Image of an antique marble altar from the Villa Farnesina addressed to Sir John Rous, 1st Earl of Stradbroke.

In addition to becoming one of the most prolific printmakers of the eighteenth century, Giovanni Battista Piranesi (1720-1778) found success as an architect, art theorist, and writer. Born in Venice as the son of a master stonemason, Piranesi demonstrated an affinity for architectural design from a young age, an interest that would persist throughout his career as an engraver. Best known for his etching series titled Vedute di Roma (Views of Rome), Piranesi spent most of his career in Rome, returning to Venice periodically. While his affinity for Roman architecture remained undiminished throughout his life, Piranesi created many designs with Greek, Egyptian, Etruscan, and even Rococo influences, encouraging architects and artists to draw their inspiration from diverse sources.

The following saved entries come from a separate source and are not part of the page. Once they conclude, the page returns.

fn validate(provider: &ProviderConfig, model: &ModelEntry) -> Result<(), RelayError> {
    if provider.service_type == ServiceType::Baidu {
        return Err(RelayError::Config(format!(
            "{}: translation-only service, it cannot run chat requests",
            provider.display_name()
        )));
    }
    if model.name.trim().is_empty() {
        return Err(RelayError::Config(format!(
            "{}: no model selected",
            provider.display_name()
        )));
    }
    if provider.service_type == ServiceType::OpenAiCompatible && provider.api_key.trim().is_empty() {
        return Err(RelayError::Config(format!(
            "{}: API key is not configured",
            provider.display_name()
        )));
    }
    if provider.base_url.trim().is_empty() {
        return Err(RelayError::Config(format!(
            "{}: base URL is not configured",
            provider.display_name()
        )));
    }
    Ok(())
}

/// How one attempt ended without an error.
enum Attempt {
    Content(String),
    /// A cancellation source fired between two increments.
    Cancelled,
}

/// Per-request state shared by every attempt. Owned so attempts can run as
/// spawned tasks.
#[derive(Clone)]
struct Call {
    client: Client,
    provider_name: String,
    api_key: String,
    read_timeout: Duration,
    watch: CancelWatch,
    callback: Option<StreamCallback>,
    debug: Option<DebugLog>,
}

Piranesi played a major role in shaping European and even global conceptions of Rome and its ancient roots. The 2,000 plates he produced in his lifetime created a vivid architectural landscape which promoted Rome as a paragon of classical art and architecture, documenting forms and aesthetics which would prove hugely influential to both Neoclassicism and Romanticism. Additionally, new disciplines such as classical archaeology gained popularity as an increasing number of people wished to learn the history behind Piranesi’s etchings. It is said that Piranesi’s works had so captivated Goethe that upon his first visit to Rome, the German was left slightly underwhelmed, the reality of the ancient city paling in comparison to the grandeur of the images he had studied.